American journalist (born 1980)

Brianna Marie Keilar (born September 21, 1980) is an American journalist who currently serves as a co-anchor of the afternoon edition of CNN News Central. She previously worked as a White House correspondent, senior political correspondent, Congressional correspondent and general assignment correspondent for CNN in Washington. Prior to that, Keilar worked at CNN Newsource as a national correspondent, also in Washington. Before joining New Day, she was the host of CNN Right Now with Brianna Keilar.

==Early life and education==
Keilar was born in Canberra, Australian Capital Territory, Australia. Her father Glenn is Australian, and her mother Miriam was American. The Keilars were stationed in Australia at the time of Brianna's birth. In 1982, Keilar and her family moved to the United States and settled in Orange County, California. Keilar graduated from Mission Viejo High School in 1998, where she was voted homecoming queen in her senior year.
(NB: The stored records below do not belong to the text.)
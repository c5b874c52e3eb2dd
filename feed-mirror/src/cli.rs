///
/// This module implements the CLI interface for feed-mirror: command parsing,
/// argument validation, and the async entrypoint shared by `main` and tests.
///
/// All pipeline logic (fetching, sniffing, naming, links) lives in the
/// [`feed-mirror-core`] crate. This module only wires configuration, the
/// environment, the pipeline and the report file together.
///
/// ## How To Use
/// - For command-line users: `feed-mirror sync --config sources.json`.
/// - For programmatic/integration use: call [`run`] with a constructed [`Cli`].
///
/// [`feed-mirror-core`]: ../../feed-mirror-core/
use crate::load_config::{load_config, resolve_links};
use crate::report::render_report;
use anyhow::{Context, Result};
use clap::{Parser, Subcommand};
use feed_mirror_core::contract::Shortener;
use feed_mirror_core::download::HttpFetcher;
use feed_mirror_core::links::{IsGdShortener, NoopShortener};
use feed_mirror_core::synchronise::synchronise;
use std::path::PathBuf;

/// CLI for feed-mirror: mirror remote feeds into a content store and report links.
#[derive(Parser)]
#[clap(
    name = "feed-mirror",
    version,
    about = "Mirror remote feeds into a local content store with stable direct, CDN and short links"
)]
pub struct Cli {
    #[clap(subcommand)]
    pub command: Commands,
}

#[derive(Subcommand)]
pub enum Commands {
    /// Fetch all configured sources into the content store and rewrite the report
    Sync {
        /// Path to the YAML or JSON config file
        #[clap(long)]
        config: PathBuf,

        /// Where to write the markdown report
        #[clap(long, default_value = "README.md")]
        readme: PathBuf,

        /// Skip the external shortening service; short links show the sentinel
        #[clap(long)]
        no_shorten: bool,
    },
}

/// Extracted async CLI logic entrypoint for integration tests and main()
pub async fn run(cli: Cli) -> Result<()> {
    // Emit a top-level 'trace_initialised' event at the very start
    tracing::info!("trace_initialised");

    match cli.command {
        Commands::Sync {
            config,
            readme,
            no_shorten,
        } => {
            let config = load_config(config)?;
            let templates = resolve_links(&config.links)?;
            tracing::info!(command = "sync", "Starting mirror run");

            let fetcher =
                HttpFetcher::new(&config.mirror).context("Failed to build HTTP client")?;
            let shortener: Box<dyn Shortener> = if no_shorten {
                Box::new(NoopShortener)
            } else {
                Box::new(IsGdShortener::new().context("Failed to build shortener client")?)
            };

            let report = match synchronise(&config.mirror, &templates, &fetcher, shortener.as_ref()).await {
                Ok(report) => report,
                Err(e) => {
                    tracing::error!(command = "sync", error = %e, "Mirror run failed");
                    return Err(anyhow::Error::new(e).context("Mirror run failed"));
                }
            };

            let markdown = render_report(&report, config.notes.as_deref());
            std::fs::write(&readme, markdown)
                .with_context(|| format!("Failed to write report {:?}", readme))?;

            tracing::info!(
                command = "sync",
                mirrored = report.mirrored_count(),
                failed = report.failed_count(),
                readme = %readme.display(),
                "Mirror run complete"
            );
            println!(
                "Mirror run complete: {} mirrored, {} failed. Report written to {}",
                report.mirrored_count(),
                report.failed_count(),
                readme.display()
            );
            Ok(())
        }
    }
}
//! # contract: seams and shared data of the mirror pipeline
//!
//! This module defines the two traits the pipeline talks to the outside world
//! through, and the plain data types handed from one stage to the next.
//!
//! ## Interface & Extensibility
//! - Implement [`Fetcher`] to change how a single source is retrieved into the
//!   content store (HTTP, local fixtures, a fake in tests).
//! - Implement [`Shortener`] for another URL shortening service.
//! - Both traits are async and `Send + Sync`; the orchestrator shares them
//!   across concurrently running tasks by reference.
//!
//! ## Mocking & Testing
//! - Both traits are annotated for `mockall`, so consumers can generate
//!   deterministic mocks (`MockFetcher`, `MockShortener`) in tests.
//!
//! ## Stage types
//! - [`FetchOutcome`]: result of one transfer, staging file not yet named.
//! - [`ResolvedArtifact`]: a staged file after it received its final name.
//! - [`LinkedResult`]: a resolved artifact plus its public links.
//! - [`EntryReport`] / [`SynchroniseReport`]: what the report renderer consumes.

use async_trait::async_trait;
use chrono::{DateTime, Utc};
use serde::Serialize;
use std::path::{Path, PathBuf};

#[cfg(any(test, feature = "test-export-mocks"))]
use mockall::automock;

use crate::config::SourceEntry;
use crate::error::{FetchFailure, ShortenError};

/// A transfer that completed and passed the size check. The file still sits
/// under its staging name.
#[derive(Debug, Clone, PartialEq)]
pub struct StagedFile {
    pub staging_path: PathBuf,
    pub size_bytes: u64,
    /// Extension chosen by sniffing, with leading dot (e.g. `.xml.gz`).
    pub extension: String,
}

/// Outcome of fetching one source entry.
pub type FetchOutcome = Result<StagedFile, FetchFailure>;

/// A staged file after the naming pass moved it to its final name.
#[derive(Debug, Clone, PartialEq, Serialize)]
pub struct ResolvedArtifact {
    pub filename: String,
    pub path: PathBuf,
    pub size_mb: f64,
}

/// Public links for one artifact. Short links hold
/// [`crate::links::SHORTENING_UNAVAILABLE`] when shortening failed.
#[derive(Debug, Clone, PartialEq, Serialize)]
pub struct LinkedResult {
    pub artifact: ResolvedArtifact,
    pub direct_url: String,
    pub cdn_url: String,
    pub short_direct_url: String,
    pub short_cdn_url: String,
}

/// Final state of a single source entry.
#[derive(Debug, Clone, PartialEq, Serialize)]
#[serde(tag = "status", rename_all = "lowercase")]
pub enum EntryStatus {
    Mirrored(LinkedResult),
    Failed { reason: String },
}

/// One line of the report: the configured entry and what became of it.
#[derive(Debug, Clone, PartialEq, Serialize)]
pub struct EntryReport {
    pub source: SourceEntry,
    pub status: EntryStatus,
}

impl EntryReport {
    pub fn is_mirrored(&self) -> bool {
        matches!(self.status, EntryStatus::Mirrored(_))
    }
}

/// Ordered results of a whole run; `entries[i]` belongs to `sources[i]`.
#[derive(Debug, Clone, Serialize)]
pub struct SynchroniseReport {
    pub updated_at: DateTime<Utc>,
    pub entries: Vec<EntryReport>,
}

impl SynchroniseReport {
    pub fn mirrored_count(&self) -> usize {
        self.entries.iter().filter(|e| e.is_mirrored()).count()
    }

    pub fn failed_count(&self) -> usize {
        self.entries.len() - self.mirrored_count()
    }
}

/// Retrieves one source into a uniquely named staging file inside `store_dir`.
///
/// Implementations must never fail the run: every problem is reported as a
/// [`FetchFailure`] and must leave no staging file behind. They must not pick
/// final names either; that happens in a single ordered pass after all
/// fetches have joined.
#[cfg_attr(any(test, feature = "test-export-mocks"), automock)]
#[async_trait]
pub trait Fetcher: Send + Sync {
    async fn fetch(&self, entry: &SourceEntry, store_dir: &Path) -> FetchOutcome;
}

/// Turns a long URL into a short one via some external service.
#[cfg_attr(any(test, feature = "test-export-mocks"), automock)]
#[async_trait]
pub trait Shortener: Send + Sync {
    async fn shorten(&self, url: &str) -> Result<String, ShortenError>;
}
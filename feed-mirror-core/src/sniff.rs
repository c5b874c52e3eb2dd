//! Content sniffing: choose a file extension from the leading bytes of a
//! download, falling back to the suffixes of the source URL.
//!
//! Servers regularly mislabel feeds (gzip served as `text/xml`, XML behind an
//! extension-less path), so the bytes win over anything the URL claims.

use url::Url;

/// Number of leading bytes needed to recognise every supported signature.
pub const SNIFF_LEN: usize = 5;

pub const GZIP_MAGIC: [u8; 2] = [0x1f, 0x8b];
pub const XML_DECLARATION: &[u8] = b"<?xml";

pub const GZIP_XML_EXTENSION: &str = ".xml.gz";
pub const XML_EXTENSION: &str = ".xml";
pub const FALLBACK_EXTENSION: &str = ".bin";

/// Returns the canonical extension (with leading dot) for a downloaded file.
pub fn detect_extension(prefix: &[u8], url: &str) -> String {
    if prefix.starts_with(&GZIP_MAGIC) {
        return GZIP_XML_EXTENSION.to_string();
    }
    if prefix.starts_with(XML_DECLARATION) {
        return XML_EXTENSION.to_string();
    }
    url_suffixes(url).unwrap_or_else(|| FALLBACK_EXTENSION.to_string())
}

/// All dot-suffixes of the last path segment, e.g. `.tar.gz` for
/// `/files/archive.tar.gz`. Query strings and fragments are ignored.
pub fn url_suffixes(url: &str) -> Option<String> {
    let name = last_path_segment(url)?;
    // A leading dot marks a hidden file, not an extension.
    let name = name.trim_start_matches('.');
    let (_, suffixes) = name.split_once('.')?;
    let parts: Vec<&str> = suffixes.split('.').filter(|s| !s.is_empty()).collect();
    if parts.is_empty() {
        return None;
    }
    Some(parts.iter().map(|p| format!(".{p}")).collect())
}

/// Last non-empty segment of the URL path, or `None` for bare hosts.
pub fn last_path_segment(url: &str) -> Option<String> {
    let path = match Url::parse(url) {
        Ok(parsed) => parsed.path().to_string(),
        // Not an absolute URL; treat it as a bare path.
        Err(_) => url
            .split(['?', '#'])
            .next()
            .unwrap_or_default()
            .to_string(),
    };
    path.rsplit('/')
        .find(|segment| !segment.is_empty())
        .map(|segment| segment.to_string())
}
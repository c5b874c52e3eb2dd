//! Public links for mirrored artifacts: direct mirror URL, CDN URL, and a
//! best-effort short form of each.

use std::time::Duration;
use tracing::{debug, warn};
use url::Url;

use crate::config::LinkTemplates;
use crate::contract::{LinkedResult, ResolvedArtifact, Shortener};
use crate::error::ShortenError;

/// Placed in a short-link field whenever the shortener could not deliver.
pub const SHORTENING_UNAVAILABLE: &str = "shortening unavailable";

pub const DEFAULT_ISGD_ENDPOINT: &str = "https://is.gd/create.php";
const SHORTENER_TIMEOUT_SECS: u64 = 20;

/// Client for the is.gd "simple" API: one GET per URL, the body is the short
/// URL as plain text.
pub struct IsGdShortener {
    client: reqwest::Client,
    endpoint: String,
}

impl IsGdShortener {
    pub fn new() -> Result<Self, reqwest::Error> {
        Self::with_endpoint(DEFAULT_ISGD_ENDPOINT)
    }

    pub fn with_endpoint(endpoint: impl Into<String>) -> Result<Self, reqwest::Error> {
        let client = reqwest::Client::builder()
            .timeout(Duration::from_secs(SHORTENER_TIMEOUT_SECS))
            .build()?;
        Ok(Self {
            client,
            endpoint: endpoint.into(),
        })
    }
}

#[async_trait::async_trait]
impl Shortener for IsGdShortener {
    async fn shorten(&self, url: &str) -> Result<String, ShortenError> {
        let response = self
            .client
            .get(&self.endpoint)
            .query(&[("format", "simple"), ("url", url)])
            .send()
            .await?;
        let status = response.status();
        if !status.is_success() {
            return Err(ShortenError::Status(status.as_u16()));
        }
        let body = response.text().await?;
        let short = body.trim();
        match Url::parse(short) {
            Ok(parsed) if matches!(parsed.scheme(), "http" | "https") => Ok(short.to_string()),
            _ => Err(ShortenError::MalformedResponse(short.to_string())),
        }
    }
}

/// Shortener that always declines; every short link becomes the sentinel.
pub struct NoopShortener;

#[async_trait::async_trait]
impl Shortener for NoopShortener {
    async fn shorten(&self, _url: &str) -> Result<String, ShortenError> {
        Err(ShortenError::Disabled)
    }
}

/// Shortens `url`, substituting [`SHORTENING_UNAVAILABLE`] on any failure.
pub async fn shorten_or_sentinel<S: Shortener + ?Sized>(shortener: &S, url: &str) -> String {
    match shortener.shorten(url).await {
        Ok(short) => {
            debug!(url = %url, short = %short, "Shortened URL");
            short
        }
        Err(e) => {
            warn!(url = %url, error = %e, "Could not shorten URL");
            SHORTENING_UNAVAILABLE.to_string()
        }
    }
}

/// Expands both templates for the artifact and shortens the two results
/// concurrently.
pub async fn build_links<S: Shortener + ?Sized>(
    templates: &LinkTemplates,
    artifact: ResolvedArtifact,
    shortener: &S,
) -> LinkedResult {
    let direct_url = templates.direct_url(&artifact.filename);
    let cdn_url = templates.cdn_url(&artifact.filename);

    let (short_direct_url, short_cdn_url) = futures::join!(
        shorten_or_sentinel(shortener, &direct_url),
        shorten_or_sentinel(shortener, &cdn_url),
    );

    LinkedResult {
        artifact,
        direct_url,
        cdn_url,
        short_direct_url,
        short_cdn_url,
    }
}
Keilar then attended the University of California, Berkeley, from which she graduated in 2001 with dual bachelor's degrees in mass communications and psychology.

==Career==

Keilar began her on-air career in Yakima, Washington, at the CBS affiliate KIMA. She also co-hosted the morning drivetime show Billy, Blue and Brianna, too: The Morning Zoo on contemporary hits station, KFFM.

=== CBS News ===
She then moved to CBS News, where she served as an anchor, reporter and producer for a CBS newscast that aired on MTVU, MTV's college network. She was also a fill-in anchor on the CBS News overnight newscast, Up to the Minute, and a freelance reporter for the weekend edition of CBS Evening News.

=== CNN ===
From CBS, Keilar joined CNN as a correspondent for CNN Newsource, providing breaking news coverage and reports from the nation's capital for approximately 800 CNN Newsource partner stations. As a general assignment correspondent for the network, she covered a wide range of stories, including the 2007 Virginia Tech massacre, where she was the first CNN correspondent at the scene.

While covering Congress, Keilar earned the 2009 National Press Foundation Everett McKinley Dirksen Award for Distinguished Reporting of Congress for her fall 2008 coverage of the $700 billion bank bailout. While covering the Obama White House, Keilar earned the White House Correspondents' Association's 2014 Aldo Beckman Memorial Award for her coverage of the rollout of Obamacare.

Keilar, a military spouse, began writing a column called Home Front in 2019, which tells stories of military families and tries to bridge the civilian-military divide.

Keilar joined New Day in 2021, co-anchoring with John Berman. On September 15, 2022, it was announced that Keilar would leave her role on New Day as the show is replaced by CNN This Morning. She continued to co-anchor the show until the new CNN revamped morning show debuted on November 1.

In April 2023, Keilar joined Boris Sanchez and Jim Sciutto as a co-anchor of a new show titled CNN News Central. She co-anchors the afternoon edition which runs from 1 p.m. through 4 p.m.

==Personal life==
Keilar married Dave French on May 2, 2009. They later divorced. In July 2016, Keilar announced that she was engaged to Fernando Lujan, an active duty Green Beret who was then a director on the National Security Council at the White House. During CNN's New Year's Eve Live on December 31, 2016, Brooke Baldwin announced that Keilar and Lujan had married the previous evening in Las Vegas. She gave birth to a boy on June 8, 2018.